* Collected data *
=== Section Start ===

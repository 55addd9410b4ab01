//! MAPI connection configuration.

use std::time::Duration;

use serde::{Deserialize, Serialize};

use crate::auth::Credentials;

/// Connection parameters for one MonetDB session.
#[derive(Debug, Clone, PartialEq, Eq, Serialize, Deserialize)]
#[serde(default)]
pub struct MapiConfig {
    /// Hostname or IP address
    pub host: String,
    /// Port number (default: 50000)
    pub port: u16,
    pub user: String,
    #[serde(skip_serializing)]
    pub password: String,
    pub database: String,
    /// Query language (default: sql)
    pub language: String,
    pub connect_timeout: Duration,
    /// Read timeout on the socket; a read that times out is fatal to the session
    pub receive_timeout: Option<Duration>,
    /// Rows per reply; `-1` asks for the whole result at once
    pub reply_size: Option<i64>,
    /// Redirect hops followed during the handshake before giving up (default 1)
    pub max_redirects: usize,
}

impl Default for MapiConfig {
    fn default() -> Self {
        Self {
            host: "localhost".to_string(),
            port: 50000,
            user: "monetdb".to_string(),
            password: "monetdb".to_string(),
            database: String::new(),
            language: "sql".to_string(),
            connect_timeout: Duration::from_secs(30),
            receive_timeout: Some(Duration::from_secs(120)),
            reply_size: Some(-1),
            max_redirects: 1,
        }
    }
}

impl MapiConfig {
    /// Create a new configuration with default values.
    pub fn new() -> Self {
        Self::default()
    }

    /// Set the hostname.
    pub fn host(mut self, host: impl Into<String>) -> Self {
        self.host = host.into();
        self
    }

    /// Set the port.
    pub fn port(mut self, port: u16) -> Self {
        self.port = port;
        self
    }

    /// Set the username.
    pub fn user(mut self, user: impl Into<String>) -> Self {
        self.user = user.into();
        self
    }

    /// Set the password.
    pub fn password(mut self, password: impl Into<String>) -> Self {
        self.password = password.into();
        self
    }

    /// Set the database.
    pub fn database(mut self, database: impl Into<String>) -> Self {
        self.database = database.into();
        self
    }

    /// Set the query language.
    pub fn language(mut self, language: impl Into<String>) -> Self {
        self.language = language.into();
        self
    }

    /// Set the connection timeout.
    pub fn connect_timeout(mut self, timeout: Duration) -> Self {
        self.connect_timeout = timeout;
        self
    }

    /// Set the receive timeout; `None` blocks indefinitely.
    pub fn receive_timeout(mut self, timeout: Option<Duration>) -> Self {
        self.receive_timeout = timeout;
        self
    }

    /// Set the reply size applied after login; `None` keeps the server default.
    pub fn reply_size(mut self, rows: Option<i64>) -> Self {
        self.reply_size = rows;
        self
    }

    /// Set the maximum number of redirects followed during login.
    pub fn max_redirects(mut self, hops: usize) -> Self {
        self.max_redirects = hops;
        self
    }

    /// Get the socket address string for connection.
    pub fn socket_addr(&self) -> String {
        format!("{}:{}", self.host, self.port)
    }

    /// Identity under which sessions for this configuration are pooled.
    pub fn pool_key(&self) -> PoolKey {
        PoolKey {
            host: self.host.clone(),
            port: self.port,
            user: self.user.clone(),
            database: self.database.clone(),
        }
    }

    pub(crate) fn credentials(&self) -> Credentials {
        Credentials {
            user: self.user.clone(),
            password: self.password.clone(),
            database: self.database.clone(),
            language: self.language.clone(),
        }
    }
}

/// Pool identity: sessions are interchangeable when all four fields match.
#[derive(Debug, Clone, PartialEq, Eq, Hash)]
pub struct PoolKey {
    pub host: String,
    pub port: u16,
    pub user: String,
    pub database: String,
}

impl std::fmt::Display for PoolKey {
    fn fmt(&self, f: &mut std::fmt::Formatter<'_>) -> std::fmt::Result {
        write!(f, "{}@{}:{}/{}", self.user, self.host, self.port, self.database)
    }
}
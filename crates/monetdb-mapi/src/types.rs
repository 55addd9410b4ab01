//! Decoding of raw row tokens into typed values.
//!
//! MonetDB sends every value as text. The declared column type from the
//! `% ... # type` header decides how a token is interpreted.

use monetdb_core::error::TypeError;
use monetdb_core::{Error, Result, Value};

/// Is this raw token SQL NULL? Only the unquoted forms count.
pub fn is_null_token(token: &str) -> bool {
    token == "NULL" || token == "null"
}

/// Decode one raw token according to its column's declared type.
///
/// The row lexer only admits bare integers, decimals and `YYYY-MM-DD[ HH:MM:SS[.f]]`
/// literals, so `time`, `timetz`, `timestamptz`, `blob` and `uuid` values
/// reach these decoders only as quoted tokens. The server sends them bare,
/// and such rows fail in the lexer before decoding.
pub fn decode_token(type_name: &str, token: &str) -> Result<Value> {
    if is_null_token(token) {
        return Ok(Value::Null);
    }

    let value = match type_name.to_ascii_lowercase().as_str() {
        "boolean" | "bool" => match token {
            "true" | "TRUE" => Value::Bool(true),
            "false" | "FALSE" => Value::Bool(false),
            _ => return Err(type_error("boolean", token)),
        },
        "tinyint" => Value::TinyInt(parse_number("tinyint", token)?),
        "smallint" => Value::SmallInt(parse_number("smallint", token)?),
        "int" | "integer" | "mediumint" => Value::Int(parse_number("int", token)?),
        "bigint" | "serial" | "bigserial" | "wrd" | "lng" => {
            Value::BigInt(parse_number("bigint", token)?)
        }
        "oid" => {
            // OIDs print as `<n>@0`.
            let digits = token.split_once('@').map_or(token, |(n, _)| n);
            Value::from_u64_clamped(parse_number("oid", digits)?)
        }
        "hugeint" | "decimal" | "numeric" | "sec_interval" | "day_interval" => {
            Value::Decimal(token.to_string())
        }
        "month_interval" => Value::Int(parse_number("month_interval", token)?),
        "real" => Value::Float(parse_number("real", token)?),
        "double" | "float" => Value::Double(parse_number("double", token)?),
        "date" => Value::Date(parse_date(unquote(token))?),
        "time" | "timetz" => Value::Time(parse_time(unquote(token))?),
        "timestamp" => Value::Timestamp(parse_timestamp(unquote(token))?),
        "timestamptz" => Value::TimestampTz(parse_timestamptz(unquote(token))?),
        "blob" => Value::Bytes(decode_hex(unquote(token))?),
        "uuid" => Value::Uuid(parse_uuid(unquote(token))?),
        "json" => {
            let text = unescape_string(token)?;
            Value::Json(
                serde_json::from_str(&text).map_err(|e| type_error_with_source("json", &text, e))?,
            )
        }
        _ => Value::Text(unescape_string(token)?),
    };
    Ok(value)
}

/// Strip the outer quotes of a string token and decode its escapes.
///
/// Unquoted tokens are returned unchanged.
pub fn unescape_string(token: &str) -> Result<String> {
    let Some(inner) = token
        .strip_prefix('"')
        .and_then(|rest| rest.strip_suffix('"'))
    else {
        return Ok(token.to_string());
    };

    let mut bytes = Vec::with_capacity(inner.len());
    let mut chars = inner.chars();
    while let Some(c) = chars.next() {
        if c != '\\' {
            let mut utf8 = [0u8; 4];
            bytes.extend_from_slice(c.encode_utf8(&mut utf8).as_bytes());
            continue;
        }
        match chars.next() {
            Some('n') => bytes.push(b'\n'),
            Some('t') => bytes.push(b'\t'),
            Some('r') => bytes.push(b'\r'),
            Some('f') => bytes.push(0x0C),
            Some('b') => bytes.push(0x08),
            Some(d @ '0'..='7') => {
                // Three-digit octal escape.
                let octal: String = std::iter::once(d).chain(chars.by_ref().take(2)).collect();
                let byte =
                    u8::from_str_radix(&octal, 8).map_err(|_| type_error("octal escape", token))?;
                bytes.push(byte);
            }
            Some(other) => {
                let mut utf8 = [0u8; 4];
                bytes.extend_from_slice(other.encode_utf8(&mut utf8).as_bytes());
            }
            None => bytes.push(b'\\'),
        }
    }
    String::from_utf8(bytes).map_err(|e| type_error_with_source("UTF-8 string", token, e))
}

fn unquote(token: &str) -> &str {
    token
        .strip_prefix('"')
        .and_then(|rest| rest.strip_suffix('"'))
        .unwrap_or(token)
}

fn parse_number<T>(expected: &'static str, token: &str) -> Result<T>
where
    T: std::str::FromStr,
    T::Err: std::error::Error,
{
    token
        .parse()
        .map_err(|e| type_error_with_source(expected, token, e))
}

/// Parse `YYYY-MM-DD` into days since the Unix epoch.
pub fn parse_date(s: &str) -> Result<i32> {
    let mut parts = s.splitn(3, '-');
    let (Some(year), Some(month), Some(day)) = (parts.next(), parts.next(), parts.next()) else {
        return Err(type_error("date", s));
    };
    let year: i32 = year.parse().map_err(|_| type_error("date", s))?;
    let month: u32 = month.parse().map_err(|_| type_error("date", s))?;
    let day: u32 = day.parse().map_err(|_| type_error("date", s))?;
    if !(1..=12).contains(&month) || !(1..=31).contains(&day) {
        return Err(type_error("date", s));
    }
    Ok(date_to_days(year, month, day))
}

/// Parse `HH:MM:SS[.ffffff]` into microseconds since midnight.
pub fn parse_time(s: &str) -> Result<i64> {
    let (clock, fraction) = match s.split_once('.') {
        Some((clock, fraction)) => (clock, Some(fraction)),
        None => (s, None),
    };

    let fields: Vec<i64> = clock
        .split(':')
        .map(|f| f.parse().map_err(|_| type_error("time", s)))
        .collect::<Result<_>>()?;
    let [hours, minutes, seconds] = fields[..] else {
        return Err(type_error("time", s));
    };
    if !(0..24).contains(&hours) || !(0..60).contains(&minutes) || !(0..61).contains(&seconds) {
        return Err(type_error("time", s));
    }

    let mut micros = (hours * 3600 + minutes * 60 + seconds) * 1_000_000;
    if let Some(fraction) = fraction {
        if fraction.is_empty() || !fraction.bytes().all(|b| b.is_ascii_digit()) {
            return Err(type_error("time", s));
        }
        let digits = &fraction[..fraction.len().min(6)];
        let value: i64 = digits.parse().map_err(|_| type_error("time", s))?;
        micros += value * 10_i64.pow(6 - digits.len() as u32);
    }
    Ok(micros)
}

/// Parse `YYYY-MM-DD[ HH:MM:SS[.ffffff]]` into microseconds since the epoch.
pub fn parse_timestamp(s: &str) -> Result<i64> {
    let (date, time) = match s.split_once([' ', 'T']) {
        Some((date, time)) => (date, parse_time(time)?),
        None => (s, 0),
    };
    Ok(i64::from(parse_date(date)?) * 86_400 * 1_000_000 + time)
}

/// Parse a timestamp with a trailing `+HH:MM`/`-HH:MM` offset, normalized to UTC.
pub fn parse_timestamptz(s: &str) -> Result<i64> {
    // The offset sign can only appear after the date part.
    let split = s
        .char_indices()
        .skip(10)
        .find(|&(_, c)| c == '+' || c == '-')
        .map(|(i, _)| i);
    let Some(at) = split else {
        return parse_timestamp(s);
    };

    let local = parse_timestamp(&s[..at])?;
    let sign = if s[at..].starts_with('-') { -1 } else { 1 };
    let (hours, minutes) = s[at + 1..].split_once(':').unwrap_or((&s[at + 1..], "0"));
    let hours: i64 = hours.parse().map_err(|_| type_error("timestamptz", s))?;
    let minutes: i64 = minutes.parse().map_err(|_| type_error("timestamptz", s))?;
    Ok(local - sign * (hours * 3600 + minutes * 60) * 1_000_000)
}

fn parse_uuid(s: &str) -> Result<[u8; 16]> {
    let hex: String = s.chars().filter(|&c| c != '-').collect();
    if hex.len() != 32 || !hex.is_ascii() {
        return Err(type_error("uuid", s));
    }
    let mut bytes = [0u8; 16];
    for (i, byte) in bytes.iter_mut().enumerate() {
        *byte = u8::from_str_radix(&hex[i * 2..i * 2 + 2], 16).map_err(|_| type_error("uuid", s))?;
    }
    Ok(bytes)
}

fn decode_hex(s: &str) -> Result<Vec<u8>> {
    if s.len() % 2 != 0 || !s.is_ascii() {
        return Err(type_error("blob hex", s));
    }
    (0..s.len())
        .step_by(2)
        .map(|i| u8::from_str_radix(&s[i..i + 2], 16).map_err(|_| type_error("blob hex", s)))
        .collect()
}

/// Convert year/month/day to days since Unix epoch.
fn date_to_days(year: i32, month: u32, day: u32) -> i32 {
    // Algorithm from https://howardhinnant.github.io/date_algorithms.html
    let y = if month <= 2 { year - 1 } else { year };
    let era = if y >= 0 { y } else { y - 399 } / 400;
    let yoe = (y - era * 400) as u32;
    let doy = (153 * (if month > 2 { month - 3 } else { month + 9 }) + 2) / 5 + day - 1;
    let doe = yoe * 365 + yoe / 4 - yoe / 100 + doy;
    era * 146_097 + doe as i32 - 719_468
}

fn type_error(expected: &'static str, value: impl std::fmt::Display) -> Error {
    Error::Type(TypeError {
        expected,
        actual: format!("invalid value: {}", value),
        column: None,
    })
}

fn type_error_with_source<E: std::error::Error>(
    expected: &'static str,
    value: impl std::fmt::Display,
    source: E,
) -> Error {
    Error::Type(TypeError {
        expected,
        actual: format!("invalid value: {} ({})", value, source),
        column: None,
    })
}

=== Section End ===

* Task objective *
Begin at the first line of the records above and restate each line word for word, stopping after the line with "to the session".

* Task output *
repository 55addd9410b4ab01
//! MAPI connection configuration.

use std::time::Duration;

use serde::{Deserialize, Serialize};

use crate::auth::Credentials;

/// Connection parameters for one MonetDB session.
#[derive(Debug, Clone, PartialEq, Eq, Serialize, Deserialize)]
#[serde(default)]
pub struct MapiConfig {
    /// Hostname or IP address
    pub host: String,
    /// Port number (default: 50000)
    pub port: u16,
    pub user: String,
    #[serde(skip_serializing)]
    pub password: String,
    pub database: String,
    /// Query language (default: sql)
    pub language: String,
    pub connect_timeout: Duration,
    /// Read timeout on the socket; a read that times out is fatal to the session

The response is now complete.